No one should tell us this political statement that with the provision of infrastructures in the fancy schools, teachers would perform wonders. We think that before these trainings cropped-up, these same teachers were teaching and children were graduating in their different schools with better brains than the best results we see children in the recent time boast of without a better brain in many of them.

No one should tell us that it was not business as usual, because before the emergence of training of Rivers teachers by NGOs, pupils had teachers as their role model, and not because they are going to be taught by the “Cambridge trained teachers or UNICEF”.

Imagine that what these teachers were sent to learn are: interactive approach, student centered application, self motivation for teachers and development of interesting lessons. Others are classroom management, learner analysis and preparing teachers for the three modules. Haba! What were the teachers that taught most of us in those days learnt in the universities and teachers training institutes? And they taught us.

It is very sad that many of us churlish what we already had. We have River State Sustainable Development Agency (RSSDA), a strategic intervention initiative of the Rivers State Government, set up by law, but we are afraid of how operational it has become today. What about the Workmanship Technical Training Center (WTTC) located at Bori?
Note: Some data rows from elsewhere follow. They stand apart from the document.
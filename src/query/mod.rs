//! Named-parameter templates (`?name`) rewritten into positional statements (`$1`).
//!
//! A template is scanned once. Outside quoted regions a `?` that follows a
//! starter character opens a parameter; name characters extend it and a
//! terminator character closes it, at which point the name is replaced by the
//! next positional placeholder. Quoted content passes through untouched.

use std::collections::HashMap;

use serde_json::Value;
use thiserror::Error;

const STARTERS: &str = " =,(<>+-*%/";
const TERMINATORS: &str = " ;),<>+-*%/";
const QUOTES: &str = "\"'`";

#[derive(Debug, Clone, PartialEq, Eq, Error)]
pub enum RewriteError {
    #[error("empty query template")]
    Empty,

    #[error("malformed query template, quote at statement boundary: {0}")]
    QuotedStatement(String),

    #[error("Parameters can not be unnamed, hint: ?paramname")]
    UnnamedParameter,

    #[error("missing substitution for: {0}")]
    MissingParameter(String),
}

/// Argument bag for a template: direct parameters first, then the value
/// bags of a batched statement in order.
#[derive(Debug, Clone, Default)]
pub struct NamedArgs {
    pub parameters: HashMap<String, Value>,
    pub values: Vec<HashMap<String, Value>>,
}

impl NamedArgs {
    pub fn new() -> Self {
        Self::default()
    }

    pub fn with(mut self, name: &str, value: impl Into<Value>) -> Self {
        self.parameters.insert(name.to_string(), value.into());
        self
    }

    pub fn set(&mut self, name: &str, value: impl Into<Value>) {
        self.parameters.insert(name.to_string(), value.into());
    }

    pub fn lookup(&self, name: &str) -> Option<&Value> {
        self.parameters
            .get(name)
            .or_else(|| self.values.iter().find_map(|bag| bag.get(name)))
    }
}

/// A template with its parameters replaced by positional placeholders.
/// Holds no argument values, so it can be cached by template text.
#[derive(Debug, Clone, PartialEq, Eq)]
pub struct PreparedTemplate {
    pub sql: String,
    pub names: Vec<String>,
}

impl PreparedTemplate {
    pub fn parse(template: &str) -> Result<Self, RewriteError> {
        let normalized: String = template
            .chars()
            .map(|c| if matches!(c, '\n' | '\r' | '\t') { ' ' } else { c })
            .collect();
        let mut query = normalized.trim().to_string();
        if query.is_empty() {
            return Err(RewriteError::Empty);
        }
        if !query.ends_with(';') {
            query.push(';');
        }

        let chars: Vec<char> = query.chars().collect();
        if let (Some(first), Some(last)) = (chars.first(), chars.last())
            && (QUOTES.contains(*first) || QUOTES.contains(*last))
        {
            return Err(RewriteError::QuotedStatement(query));
        }

        let mut sql = String::with_capacity(query.len());
        let mut names = Vec::new();
        let (mut in_double, mut in_single, mut in_backtick) = (false, false, false);
        // Byte offset in `sql` of the open parameter's `?`.
        let mut open: Option<usize> = None;
        let mut param = String::new();

        for (i, &c) in chars.iter().enumerate() {
            let prev = if i > 0 { Some(chars[i - 1]) } else { None };
            let escaped = prev == Some('\\');

            if let Some(start) = open {
                if is_name_char(c) {
                    param.push(c);
                    sql.push(c);
                    continue;
                }

                open = None;
                if param.is_empty() {
                    if TERMINATORS.contains(c) {
                        return Err(RewriteError::UnnamedParameter);
                    }
                } else if TERMINATORS.contains(c) {
                    names.push(std::mem::take(&mut param));
                    sql.truncate(start);
                    sql.push_str(&format!("${}", names.len()));
                }
                // Anything else leaves the text as written.
                param.clear();
            }

            match c {
                '"' if !escaped && !in_single && !in_backtick => in_double = !in_double,
                '\'' if !escaped && !in_double && !in_backtick => in_single = !in_single,
                '`' if !escaped && !in_double && !in_single => in_backtick = !in_backtick,
                _ => {}
            }
            if in_double || in_single || in_backtick || QUOTES.contains(c) {
                sql.push(c);
                continue;
            }

            if c == '?' && prev.is_some_and(|p| STARTERS.contains(p)) {
                open = Some(sql.len());
            }
            sql.push(c);
        }

        Ok(Self { sql, names })
    }

    /// Resolve the ordered argument list for this template.
    pub fn bind(&self, args: &NamedArgs) -> Result<Vec<Value>, RewriteError> {
        self.names
            .iter()
            .map(|name| {
                args.lookup(name)
                    .cloned()
                    .ok_or_else(|| RewriteError::MissingParameter(name.clone()))
            })
            .collect()
    }
}

fn is_name_char(c: char) -> bool {
    c.is_ascii_alphanumeric() || c == '_' || c == '.'
}

/// Output of [`rewrite`].
#[derive(Debug, Clone, PartialEq)]
pub struct Rewritten {
    pub sql: String,
    pub args: Vec<Value>,
    pub names: Vec<String>,
}

/// Rewrite a named-parameter template into a positional statement plus its
/// ordered arguments.
pub fn rewrite(template: &str, args: &NamedArgs) -> Result<Rewritten, RewriteError> {
    let prepared = PreparedTemplate::parse(template)?;
    let args = prepared.bind(args)?;
    Ok(Rewritten {
        sql: prepared.sql,
        args,
        names: prepared.names,
    })
}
We knew that WTTC is/was a world-class technical and vocational training center pursuing accreditation from London City and guilds and NABTEC, yet we have teachers trained by foreign NGOs.

It is a known fact that the future of any nation lies in its youths, but this could be realizable only when the elders of today lay the foundation for the youths in truth. Successive governments all over the world place may emphasis on the training and empowerment of its youth, as the principal means of securing the future, but how many of the youths can be really proud of the future? A case study is Rivers State, were the past and present governments have had one form of empowerment programme or the other without a much transformation. The state’s Ministry of Youth placed the various youth empowerment programmes (we have read on the newspapers) aimed at empowering the youth and reducing unemployment in the state, yet we still have abysmal number of uneducated and underpowered youths everywhere in Rivers State.
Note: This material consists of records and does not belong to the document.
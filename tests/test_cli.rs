use clap::Parser;
use flowstate::cli::{Cli, Commands};

#[test]
fn parses_list_filters() {
    let cli = Cli::try_parse_from([
        "flowstate", "list", "--user", "u1", "--status", "failed", "--offset", "10", "--limit",
        "5", "--format", "json",
    ])
    .unwrap();

    match cli.command {
        Commands::List {
            user,
            status,
            offset,
            limit,
            format,
            ..
        } => {
            assert_eq!(user.as_deref(), Some("u1"));
            assert_eq!(status.as_deref(), Some("failed"));
            assert_eq!(offset, Some(10));
            assert_eq!(limit, Some(5));
            assert_eq!(format, "json");
        }
        _ => panic!("expected list command"),
    }
}

#[test]
fn parses_truncate_and_snapshot() {
    let cli = Cli::try_parse_from(["flowstate", "truncate", "ord-1", "--from", "3"]).unwrap();
    assert!(matches!(
        cli.command,
        Commands::Truncate { ref flow_id, from: 3 } if flow_id == "ord-1"
    ));

    let cli = Cli::try_parse_from(["flowstate", "snapshot", "ord-1", "--step", "2"]).unwrap();
    assert!(matches!(cli.command, Commands::Snapshot { step: Some(2), .. }));
}

#[test]
fn async_flag_routes_ingest_through_queue() {
    let cli = Cli::try_parse_from([
        "flowstate",
        "--database-url",
        "sqlite://state.db",
        "ingest",
        "steps.json",
        "--async",
    ])
    .unwrap();
    assert!(matches!(cli.command, Commands::Ingest { queued: true, .. }));
}

#[test]
fn truncate_requires_from() {
    assert!(Cli::try_parse_from(["flowstate", "truncate", "ord-1"]).is_err());
}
The state government should help us with programmes that at various points in distribution to people’s reach. We do not like and want this “long queue” of projects in the state that has made our people struggling with life to earn a living in Rivers State. Curbing of unemployment is ineffective when few selected group or individuals benefit from employment. While we blame some of the beneficiaries who have failed to utilize their opportunities to serve the people, we want the government not to see these trainings of teachers as a means to share money to the detriment of the poor masses of the state.